→ WHAT IS BEING ASKED
Among the entries below, count the lines that contain the word "created". Write down only the total.

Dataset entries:

[Start of Attachment]

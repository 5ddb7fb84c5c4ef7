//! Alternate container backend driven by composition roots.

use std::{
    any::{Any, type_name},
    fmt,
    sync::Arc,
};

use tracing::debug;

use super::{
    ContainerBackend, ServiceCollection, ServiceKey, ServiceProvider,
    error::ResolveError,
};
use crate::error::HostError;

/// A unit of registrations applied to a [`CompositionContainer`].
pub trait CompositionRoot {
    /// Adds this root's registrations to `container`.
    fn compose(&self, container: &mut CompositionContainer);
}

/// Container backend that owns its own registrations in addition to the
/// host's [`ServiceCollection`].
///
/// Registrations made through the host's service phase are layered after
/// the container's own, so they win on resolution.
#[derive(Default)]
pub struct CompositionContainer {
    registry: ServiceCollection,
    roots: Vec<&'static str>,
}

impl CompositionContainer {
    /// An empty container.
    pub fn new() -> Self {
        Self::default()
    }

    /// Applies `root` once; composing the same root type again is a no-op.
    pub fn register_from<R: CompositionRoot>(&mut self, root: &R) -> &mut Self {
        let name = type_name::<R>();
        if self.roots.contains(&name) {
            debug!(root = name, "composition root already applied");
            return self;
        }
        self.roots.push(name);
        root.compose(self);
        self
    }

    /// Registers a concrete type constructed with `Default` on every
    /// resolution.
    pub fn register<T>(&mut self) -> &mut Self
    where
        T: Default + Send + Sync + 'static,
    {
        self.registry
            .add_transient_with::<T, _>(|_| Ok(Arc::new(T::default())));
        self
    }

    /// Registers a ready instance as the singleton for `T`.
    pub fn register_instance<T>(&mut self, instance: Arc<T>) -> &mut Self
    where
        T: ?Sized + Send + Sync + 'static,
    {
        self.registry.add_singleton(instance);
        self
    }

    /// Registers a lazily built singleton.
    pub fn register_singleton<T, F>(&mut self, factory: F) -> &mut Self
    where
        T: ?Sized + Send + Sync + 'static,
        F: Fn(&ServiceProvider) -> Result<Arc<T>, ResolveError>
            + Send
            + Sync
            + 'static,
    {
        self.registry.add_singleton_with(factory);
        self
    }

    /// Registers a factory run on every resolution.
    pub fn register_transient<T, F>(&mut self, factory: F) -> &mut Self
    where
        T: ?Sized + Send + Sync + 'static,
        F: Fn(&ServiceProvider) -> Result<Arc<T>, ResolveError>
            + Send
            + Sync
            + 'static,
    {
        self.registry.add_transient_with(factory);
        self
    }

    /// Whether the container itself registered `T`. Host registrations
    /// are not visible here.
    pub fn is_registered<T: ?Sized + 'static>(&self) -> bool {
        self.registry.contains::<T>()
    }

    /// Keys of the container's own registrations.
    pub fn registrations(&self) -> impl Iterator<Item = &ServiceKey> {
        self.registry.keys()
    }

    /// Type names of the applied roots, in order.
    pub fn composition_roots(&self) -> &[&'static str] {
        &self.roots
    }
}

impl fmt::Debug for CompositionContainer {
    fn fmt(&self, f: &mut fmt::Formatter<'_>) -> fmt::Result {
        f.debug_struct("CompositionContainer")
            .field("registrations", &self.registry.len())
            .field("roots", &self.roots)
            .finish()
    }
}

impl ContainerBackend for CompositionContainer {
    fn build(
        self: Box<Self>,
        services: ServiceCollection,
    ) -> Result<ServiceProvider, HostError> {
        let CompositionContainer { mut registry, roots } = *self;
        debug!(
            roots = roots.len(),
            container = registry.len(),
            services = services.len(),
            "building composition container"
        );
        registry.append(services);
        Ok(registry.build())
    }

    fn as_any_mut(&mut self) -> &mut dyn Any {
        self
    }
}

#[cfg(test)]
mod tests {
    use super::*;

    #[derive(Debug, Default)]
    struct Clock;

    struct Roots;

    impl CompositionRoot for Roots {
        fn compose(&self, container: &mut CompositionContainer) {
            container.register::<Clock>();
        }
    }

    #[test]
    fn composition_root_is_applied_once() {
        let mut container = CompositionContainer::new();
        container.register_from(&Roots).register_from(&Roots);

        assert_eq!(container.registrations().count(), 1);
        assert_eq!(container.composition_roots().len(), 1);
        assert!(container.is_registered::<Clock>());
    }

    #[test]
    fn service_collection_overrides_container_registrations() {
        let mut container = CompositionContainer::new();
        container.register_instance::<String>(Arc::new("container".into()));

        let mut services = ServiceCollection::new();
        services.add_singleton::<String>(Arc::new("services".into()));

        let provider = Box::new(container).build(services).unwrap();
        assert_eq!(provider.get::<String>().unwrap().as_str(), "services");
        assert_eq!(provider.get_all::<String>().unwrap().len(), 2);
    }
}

[End of Attachment]
[Start of Attachment]

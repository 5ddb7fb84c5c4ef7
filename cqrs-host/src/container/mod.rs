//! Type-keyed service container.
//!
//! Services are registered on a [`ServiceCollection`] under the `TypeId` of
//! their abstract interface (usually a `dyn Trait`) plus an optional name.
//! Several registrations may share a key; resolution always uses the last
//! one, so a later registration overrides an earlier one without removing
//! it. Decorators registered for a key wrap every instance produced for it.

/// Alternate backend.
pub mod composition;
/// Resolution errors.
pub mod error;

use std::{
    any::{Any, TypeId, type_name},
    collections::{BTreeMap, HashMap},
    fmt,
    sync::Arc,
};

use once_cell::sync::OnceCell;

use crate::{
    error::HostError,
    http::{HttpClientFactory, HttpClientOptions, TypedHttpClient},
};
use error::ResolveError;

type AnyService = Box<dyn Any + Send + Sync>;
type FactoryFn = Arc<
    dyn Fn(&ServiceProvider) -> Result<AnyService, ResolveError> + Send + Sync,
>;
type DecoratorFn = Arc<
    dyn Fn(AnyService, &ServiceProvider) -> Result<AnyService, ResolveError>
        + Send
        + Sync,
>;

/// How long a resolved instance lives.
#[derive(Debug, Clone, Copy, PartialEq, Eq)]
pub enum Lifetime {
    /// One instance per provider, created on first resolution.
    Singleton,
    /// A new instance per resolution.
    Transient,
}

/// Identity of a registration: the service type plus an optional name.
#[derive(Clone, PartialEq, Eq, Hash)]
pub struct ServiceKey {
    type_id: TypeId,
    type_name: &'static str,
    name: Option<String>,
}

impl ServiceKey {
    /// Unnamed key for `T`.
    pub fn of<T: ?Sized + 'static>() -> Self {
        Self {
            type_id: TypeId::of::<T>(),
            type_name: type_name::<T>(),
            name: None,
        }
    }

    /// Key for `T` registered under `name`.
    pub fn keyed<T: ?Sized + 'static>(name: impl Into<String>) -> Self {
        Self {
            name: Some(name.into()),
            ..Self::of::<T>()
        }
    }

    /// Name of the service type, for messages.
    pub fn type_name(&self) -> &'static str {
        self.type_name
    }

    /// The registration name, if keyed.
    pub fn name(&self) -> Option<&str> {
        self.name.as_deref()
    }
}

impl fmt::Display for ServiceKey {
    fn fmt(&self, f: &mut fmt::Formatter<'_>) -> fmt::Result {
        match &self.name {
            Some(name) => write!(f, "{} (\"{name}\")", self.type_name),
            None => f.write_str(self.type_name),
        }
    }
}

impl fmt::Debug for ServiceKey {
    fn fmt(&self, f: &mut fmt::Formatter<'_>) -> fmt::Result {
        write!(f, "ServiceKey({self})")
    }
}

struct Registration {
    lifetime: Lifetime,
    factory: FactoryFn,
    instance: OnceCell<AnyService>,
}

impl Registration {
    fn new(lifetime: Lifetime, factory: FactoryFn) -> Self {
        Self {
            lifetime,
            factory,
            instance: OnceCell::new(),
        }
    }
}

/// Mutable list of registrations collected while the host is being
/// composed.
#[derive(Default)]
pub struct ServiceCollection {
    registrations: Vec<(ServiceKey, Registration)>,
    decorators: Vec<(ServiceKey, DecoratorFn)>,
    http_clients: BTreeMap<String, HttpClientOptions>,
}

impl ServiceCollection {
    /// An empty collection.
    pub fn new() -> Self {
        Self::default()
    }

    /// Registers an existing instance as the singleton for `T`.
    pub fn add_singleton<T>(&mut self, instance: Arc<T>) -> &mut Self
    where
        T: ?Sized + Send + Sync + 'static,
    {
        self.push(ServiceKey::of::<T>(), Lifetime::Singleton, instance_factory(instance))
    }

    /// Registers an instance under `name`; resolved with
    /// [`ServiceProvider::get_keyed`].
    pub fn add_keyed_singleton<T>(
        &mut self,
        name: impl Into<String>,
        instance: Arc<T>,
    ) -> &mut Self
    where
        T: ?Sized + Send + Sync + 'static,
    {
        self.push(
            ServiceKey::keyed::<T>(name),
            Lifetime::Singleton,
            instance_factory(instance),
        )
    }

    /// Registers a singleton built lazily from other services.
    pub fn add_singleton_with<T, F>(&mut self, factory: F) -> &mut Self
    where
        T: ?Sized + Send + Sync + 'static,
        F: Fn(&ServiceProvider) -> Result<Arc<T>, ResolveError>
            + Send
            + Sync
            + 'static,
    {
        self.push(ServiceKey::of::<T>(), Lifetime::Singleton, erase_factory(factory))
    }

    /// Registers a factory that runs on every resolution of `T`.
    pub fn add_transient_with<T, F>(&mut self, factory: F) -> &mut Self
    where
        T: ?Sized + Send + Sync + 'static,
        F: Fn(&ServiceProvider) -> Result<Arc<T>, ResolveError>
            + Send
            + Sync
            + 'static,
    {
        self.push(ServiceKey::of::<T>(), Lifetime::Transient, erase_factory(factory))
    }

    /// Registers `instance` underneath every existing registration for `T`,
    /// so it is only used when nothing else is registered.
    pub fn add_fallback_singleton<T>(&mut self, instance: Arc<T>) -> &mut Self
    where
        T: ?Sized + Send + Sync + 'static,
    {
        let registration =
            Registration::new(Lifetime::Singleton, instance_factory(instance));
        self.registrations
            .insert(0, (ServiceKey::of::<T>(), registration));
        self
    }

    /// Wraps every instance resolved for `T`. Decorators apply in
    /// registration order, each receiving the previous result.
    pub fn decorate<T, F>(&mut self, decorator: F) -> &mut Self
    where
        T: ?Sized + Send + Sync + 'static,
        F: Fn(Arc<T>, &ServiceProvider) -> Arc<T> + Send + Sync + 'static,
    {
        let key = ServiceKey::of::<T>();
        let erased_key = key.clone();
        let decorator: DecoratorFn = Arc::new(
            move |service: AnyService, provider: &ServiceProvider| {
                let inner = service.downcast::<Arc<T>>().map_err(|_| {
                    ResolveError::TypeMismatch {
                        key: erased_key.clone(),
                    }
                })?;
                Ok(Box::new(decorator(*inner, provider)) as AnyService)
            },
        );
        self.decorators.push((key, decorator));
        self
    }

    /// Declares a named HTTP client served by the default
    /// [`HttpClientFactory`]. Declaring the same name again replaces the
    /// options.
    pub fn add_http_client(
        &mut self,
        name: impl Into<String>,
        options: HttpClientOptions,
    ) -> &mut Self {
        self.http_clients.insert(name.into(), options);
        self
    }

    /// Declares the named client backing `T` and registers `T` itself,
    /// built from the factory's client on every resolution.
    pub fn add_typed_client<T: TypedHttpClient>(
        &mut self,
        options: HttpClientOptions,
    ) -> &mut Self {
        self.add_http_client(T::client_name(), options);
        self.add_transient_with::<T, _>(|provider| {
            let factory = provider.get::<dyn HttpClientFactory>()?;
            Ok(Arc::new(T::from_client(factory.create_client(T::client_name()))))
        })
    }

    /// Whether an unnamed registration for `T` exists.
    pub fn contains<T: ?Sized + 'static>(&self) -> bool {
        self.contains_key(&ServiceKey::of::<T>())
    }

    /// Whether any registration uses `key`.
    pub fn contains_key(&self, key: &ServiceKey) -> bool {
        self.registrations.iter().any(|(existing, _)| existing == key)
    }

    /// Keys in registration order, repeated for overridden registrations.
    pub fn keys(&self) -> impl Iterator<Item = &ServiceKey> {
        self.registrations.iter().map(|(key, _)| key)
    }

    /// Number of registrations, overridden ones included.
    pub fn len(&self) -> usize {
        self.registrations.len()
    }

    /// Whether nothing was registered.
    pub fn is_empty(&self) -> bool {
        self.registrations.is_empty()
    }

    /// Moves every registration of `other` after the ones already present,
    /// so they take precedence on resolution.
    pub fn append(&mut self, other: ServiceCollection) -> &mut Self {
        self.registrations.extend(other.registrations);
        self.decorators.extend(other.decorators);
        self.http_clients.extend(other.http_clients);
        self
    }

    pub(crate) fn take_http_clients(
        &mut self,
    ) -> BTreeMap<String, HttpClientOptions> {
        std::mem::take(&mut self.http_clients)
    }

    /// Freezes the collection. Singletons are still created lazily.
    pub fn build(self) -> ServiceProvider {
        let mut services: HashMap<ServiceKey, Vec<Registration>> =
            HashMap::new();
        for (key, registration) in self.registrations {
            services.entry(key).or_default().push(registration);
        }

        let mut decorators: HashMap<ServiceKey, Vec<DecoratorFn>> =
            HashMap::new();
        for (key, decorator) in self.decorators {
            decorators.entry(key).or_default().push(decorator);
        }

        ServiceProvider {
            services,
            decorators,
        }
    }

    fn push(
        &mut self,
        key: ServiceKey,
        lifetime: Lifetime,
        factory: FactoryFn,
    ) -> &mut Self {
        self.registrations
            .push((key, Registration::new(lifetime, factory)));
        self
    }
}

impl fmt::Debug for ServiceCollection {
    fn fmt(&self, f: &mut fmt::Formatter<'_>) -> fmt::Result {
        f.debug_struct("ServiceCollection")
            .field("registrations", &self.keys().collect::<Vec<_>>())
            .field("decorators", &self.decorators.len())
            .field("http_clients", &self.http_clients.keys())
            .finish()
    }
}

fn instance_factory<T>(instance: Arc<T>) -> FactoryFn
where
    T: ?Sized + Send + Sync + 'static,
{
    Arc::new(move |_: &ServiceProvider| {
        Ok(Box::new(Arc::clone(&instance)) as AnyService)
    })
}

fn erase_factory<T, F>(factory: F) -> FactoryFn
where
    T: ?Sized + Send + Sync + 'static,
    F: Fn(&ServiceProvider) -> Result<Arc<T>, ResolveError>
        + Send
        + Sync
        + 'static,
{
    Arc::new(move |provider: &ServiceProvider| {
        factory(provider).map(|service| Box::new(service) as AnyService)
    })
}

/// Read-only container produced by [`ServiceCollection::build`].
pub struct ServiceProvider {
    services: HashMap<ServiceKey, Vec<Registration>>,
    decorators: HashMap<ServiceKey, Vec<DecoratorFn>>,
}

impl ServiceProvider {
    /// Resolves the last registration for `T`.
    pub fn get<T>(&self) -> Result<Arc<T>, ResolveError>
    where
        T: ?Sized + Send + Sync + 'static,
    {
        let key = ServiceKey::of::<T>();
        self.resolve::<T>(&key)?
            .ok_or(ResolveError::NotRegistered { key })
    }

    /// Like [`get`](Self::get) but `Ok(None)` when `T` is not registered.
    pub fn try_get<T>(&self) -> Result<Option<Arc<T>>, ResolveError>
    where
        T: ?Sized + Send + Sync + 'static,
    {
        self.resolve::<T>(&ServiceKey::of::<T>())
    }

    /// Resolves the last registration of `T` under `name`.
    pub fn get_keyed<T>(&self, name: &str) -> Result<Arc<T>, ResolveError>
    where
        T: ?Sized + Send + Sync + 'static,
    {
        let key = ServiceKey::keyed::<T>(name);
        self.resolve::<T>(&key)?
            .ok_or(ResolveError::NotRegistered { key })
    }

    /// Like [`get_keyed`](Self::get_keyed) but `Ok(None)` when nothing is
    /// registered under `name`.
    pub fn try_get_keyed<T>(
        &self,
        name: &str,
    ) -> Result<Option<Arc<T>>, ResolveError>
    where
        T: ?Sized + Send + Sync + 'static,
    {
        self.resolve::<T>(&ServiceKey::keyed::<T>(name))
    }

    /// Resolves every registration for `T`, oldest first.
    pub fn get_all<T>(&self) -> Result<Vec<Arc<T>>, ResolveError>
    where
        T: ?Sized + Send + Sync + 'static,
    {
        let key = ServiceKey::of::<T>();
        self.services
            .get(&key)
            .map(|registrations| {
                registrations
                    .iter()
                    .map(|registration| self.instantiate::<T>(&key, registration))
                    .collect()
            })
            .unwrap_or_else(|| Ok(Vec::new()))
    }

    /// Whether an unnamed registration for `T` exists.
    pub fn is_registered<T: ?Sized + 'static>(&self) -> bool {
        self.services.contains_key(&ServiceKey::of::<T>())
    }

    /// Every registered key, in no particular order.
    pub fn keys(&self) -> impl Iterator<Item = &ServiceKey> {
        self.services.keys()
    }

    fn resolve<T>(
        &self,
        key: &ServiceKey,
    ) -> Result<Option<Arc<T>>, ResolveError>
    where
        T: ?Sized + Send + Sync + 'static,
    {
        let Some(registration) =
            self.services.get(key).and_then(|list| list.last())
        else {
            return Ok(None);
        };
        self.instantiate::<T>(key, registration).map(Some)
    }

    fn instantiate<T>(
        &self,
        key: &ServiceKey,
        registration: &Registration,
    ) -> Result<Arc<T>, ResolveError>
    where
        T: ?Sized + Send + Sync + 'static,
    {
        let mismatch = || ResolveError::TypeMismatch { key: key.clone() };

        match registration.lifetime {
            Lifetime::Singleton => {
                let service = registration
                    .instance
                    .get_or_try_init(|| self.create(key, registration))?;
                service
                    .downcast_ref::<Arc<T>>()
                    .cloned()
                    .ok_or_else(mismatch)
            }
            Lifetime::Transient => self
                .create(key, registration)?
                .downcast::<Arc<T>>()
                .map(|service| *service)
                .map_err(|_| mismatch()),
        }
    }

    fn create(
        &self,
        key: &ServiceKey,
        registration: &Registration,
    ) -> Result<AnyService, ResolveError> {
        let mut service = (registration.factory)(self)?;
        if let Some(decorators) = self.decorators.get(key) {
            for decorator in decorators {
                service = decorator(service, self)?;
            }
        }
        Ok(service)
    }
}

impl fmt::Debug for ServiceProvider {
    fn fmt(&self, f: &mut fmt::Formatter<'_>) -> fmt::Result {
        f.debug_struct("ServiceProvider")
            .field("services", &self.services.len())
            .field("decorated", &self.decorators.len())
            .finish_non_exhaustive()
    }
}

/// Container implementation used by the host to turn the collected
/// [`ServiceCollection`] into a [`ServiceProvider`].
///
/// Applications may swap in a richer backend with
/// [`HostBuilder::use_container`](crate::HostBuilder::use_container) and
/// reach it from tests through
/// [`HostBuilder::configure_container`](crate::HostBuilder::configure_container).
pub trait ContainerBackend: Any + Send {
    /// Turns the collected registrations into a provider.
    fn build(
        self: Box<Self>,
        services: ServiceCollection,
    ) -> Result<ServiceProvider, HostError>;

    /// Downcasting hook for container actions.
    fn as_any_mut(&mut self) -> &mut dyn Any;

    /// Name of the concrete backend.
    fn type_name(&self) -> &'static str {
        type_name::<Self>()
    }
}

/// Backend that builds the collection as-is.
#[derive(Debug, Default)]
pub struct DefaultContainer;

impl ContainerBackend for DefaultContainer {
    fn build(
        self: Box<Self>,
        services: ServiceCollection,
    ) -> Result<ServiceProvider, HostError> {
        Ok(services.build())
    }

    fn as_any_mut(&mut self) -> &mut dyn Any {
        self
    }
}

[End of Attachment]
[Start of Attachment]

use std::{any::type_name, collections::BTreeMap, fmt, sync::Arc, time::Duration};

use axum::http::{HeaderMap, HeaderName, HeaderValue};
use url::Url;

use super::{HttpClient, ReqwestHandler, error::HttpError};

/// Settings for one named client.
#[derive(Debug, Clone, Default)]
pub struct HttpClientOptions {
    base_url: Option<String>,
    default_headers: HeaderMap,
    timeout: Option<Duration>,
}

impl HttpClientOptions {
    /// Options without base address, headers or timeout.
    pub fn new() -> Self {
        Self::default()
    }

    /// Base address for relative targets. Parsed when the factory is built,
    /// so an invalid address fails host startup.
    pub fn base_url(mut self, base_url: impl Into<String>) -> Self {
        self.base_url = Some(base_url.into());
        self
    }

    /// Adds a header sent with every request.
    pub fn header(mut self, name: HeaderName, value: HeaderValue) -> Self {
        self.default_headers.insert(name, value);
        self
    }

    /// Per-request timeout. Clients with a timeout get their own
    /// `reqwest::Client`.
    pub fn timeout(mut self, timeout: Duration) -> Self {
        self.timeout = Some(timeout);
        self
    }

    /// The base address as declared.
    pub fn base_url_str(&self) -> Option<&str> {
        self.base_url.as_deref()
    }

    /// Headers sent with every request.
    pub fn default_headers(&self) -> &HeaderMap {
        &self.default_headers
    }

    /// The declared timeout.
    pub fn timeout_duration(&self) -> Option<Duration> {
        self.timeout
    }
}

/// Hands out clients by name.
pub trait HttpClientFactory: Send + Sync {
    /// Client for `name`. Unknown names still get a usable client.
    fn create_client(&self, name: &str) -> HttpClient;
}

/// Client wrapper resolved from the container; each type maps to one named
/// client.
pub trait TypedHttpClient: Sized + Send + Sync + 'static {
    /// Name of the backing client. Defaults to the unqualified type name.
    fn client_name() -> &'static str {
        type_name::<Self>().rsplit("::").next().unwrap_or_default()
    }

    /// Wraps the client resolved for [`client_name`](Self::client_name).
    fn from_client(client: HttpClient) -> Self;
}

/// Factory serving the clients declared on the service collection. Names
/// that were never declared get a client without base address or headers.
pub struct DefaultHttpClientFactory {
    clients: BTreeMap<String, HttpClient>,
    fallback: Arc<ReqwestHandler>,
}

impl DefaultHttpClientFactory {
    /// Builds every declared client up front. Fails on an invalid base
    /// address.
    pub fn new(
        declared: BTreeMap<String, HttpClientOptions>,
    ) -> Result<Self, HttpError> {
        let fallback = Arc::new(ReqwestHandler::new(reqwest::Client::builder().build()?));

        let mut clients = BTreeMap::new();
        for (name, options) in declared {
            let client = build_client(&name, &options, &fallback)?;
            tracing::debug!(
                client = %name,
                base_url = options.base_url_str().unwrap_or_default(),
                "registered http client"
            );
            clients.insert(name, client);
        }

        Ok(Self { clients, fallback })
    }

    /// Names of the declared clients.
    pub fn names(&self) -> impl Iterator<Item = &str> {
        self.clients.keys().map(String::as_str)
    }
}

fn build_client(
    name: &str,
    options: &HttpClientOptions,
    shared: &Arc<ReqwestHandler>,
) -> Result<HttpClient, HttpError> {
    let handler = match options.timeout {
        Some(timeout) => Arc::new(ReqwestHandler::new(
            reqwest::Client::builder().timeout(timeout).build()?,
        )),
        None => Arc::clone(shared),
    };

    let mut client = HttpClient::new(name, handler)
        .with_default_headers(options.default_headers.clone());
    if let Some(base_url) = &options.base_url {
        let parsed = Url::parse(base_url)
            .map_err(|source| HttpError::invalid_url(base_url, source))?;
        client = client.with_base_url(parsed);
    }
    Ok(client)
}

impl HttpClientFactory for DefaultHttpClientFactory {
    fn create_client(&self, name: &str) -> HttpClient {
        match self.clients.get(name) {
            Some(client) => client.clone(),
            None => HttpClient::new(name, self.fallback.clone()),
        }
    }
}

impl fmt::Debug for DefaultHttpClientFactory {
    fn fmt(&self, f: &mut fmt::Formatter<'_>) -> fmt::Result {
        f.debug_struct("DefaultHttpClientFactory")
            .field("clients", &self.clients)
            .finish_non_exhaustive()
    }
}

[End of Attachment]

→ TASK SOLUTION
2